THE PEOPLE OF THE STATE OF ILLINOIS, PLAINTIFF-APPELLEE,

v.

LAWRENCE CHATMAN, DEFENDANT-APPELLANT.



APPEAL from the Circuit Court of Cook County; the Hon. SIDNEY A. JONES, Judge, presiding.

MR. JUSTICE JOHNSON DELIVERED THE OPINION OF THE COURT:

After a bench trial, Lawrence Chatman was convicted of murder and sentenced to 14 to 15 years in the penitentiary. Chatman's appeal was dismissed for want of prosecution and was ordered reinstated by the Illinois Supreme Court September 13, 1974. He raises three issues on appeal: (1) whether the defendant was proved guilty of murder beyond a reasonable doubt, where he is convicted solely upon identification evidence tainted as the result of a suggestive and prejudicial one-man showup, or where the eyewitness did not have an adequate view of the assailant at the time of the offense upon which to base his identification of the defendant, and gave a description of the offender which in no way resembles the defendant; (2) whether the court erred in convicting the defendant of murder when the State failed to prove by either testimonial or documentary evidence that the alleged acts of the defendant caused the death of the victim; and (3) whether the defendant was proved guilty of murder beyond a reasonable doubt where the trial judge referred to matters outside the record in finding the defendant guilty and indicated that he was uneasy in making his finding of guilt.
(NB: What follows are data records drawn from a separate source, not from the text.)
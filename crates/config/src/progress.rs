use std::fmt;
use std::panic::{catch_unwind, AssertUnwindSafe};
use std::sync::Arc;

/// Liveness hook ticked periodically during spills and merges.
///
/// It carries no cancellation signal. A panicking callback is caught and
/// logged; it never aborts the operation that ticked it.
#[derive(Clone)]
pub struct Progress {
    f: Arc<dyn Fn() + Send + Sync>,
}

impl Progress {
    pub fn new<F>(f: F) -> Self
    where
        F: Fn() + Send + Sync + 'static,
    {
        Self { f: Arc::new(f) }
    }

    /// Invokes the callback, swallowing any panic it raises.
    pub fn tick(&self) {
        if catch_unwind(AssertUnwindSafe(|| (self.f)())).is_err() {
            log::warn!("progress callback panicked; ignoring");
        }
    }

    /// Ticks `p` if present. Convenience for call sites holding an `Option`.
    pub fn tick_opt(p: Option<&Progress>) {
        if let Some(p) = p {
            p.tick();
        }
    }
}

impl fmt::Debug for Progress {
    fn fmt(&self, f: &mut fmt::Formatter<'_>) -> fmt::Result {
        f.write_str("Progress(..)")
    }
}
The State's first witness, Charles McCary, the half-brother of the deceased and a life-and-death witness, testified that Edwin Castine was alive and in good health prior to May 20, 1967, and was dead the next time McCary saw him.

The next witness, Johnny Hamblet, testified that on May 20, 1967, he left home and went to a pool hall on Garfield Boulevard in Chicago where he met Castine. Castine asked Hamblet to accompany him so the two men left the pool hall and walked down Garfield Boulevard to Prairie Avenue. They turned down Prairie, walked south to 55th Place, then turned and proceeded eastward on 55th Place. Just before they reached the "L" tracks, the witness testified that Castine told a man in front of them, "I'm not going all the way home with you," and crossed the street behind the man. When the two men reached the south side of 55th Place, the man in front of them who was identified by the witness as the defendant, turned around and the deceased told him, "Go on, pull your popgun," at which time the defendant reached into his jacket pocket, pulled a gun and shot Edwin Castine in the chest. Castine staggered across 55th Place and collapsed. As the defendant walked westbound on 55th Place, Hamblet viewed his profile from his vantage point on the north side of the street.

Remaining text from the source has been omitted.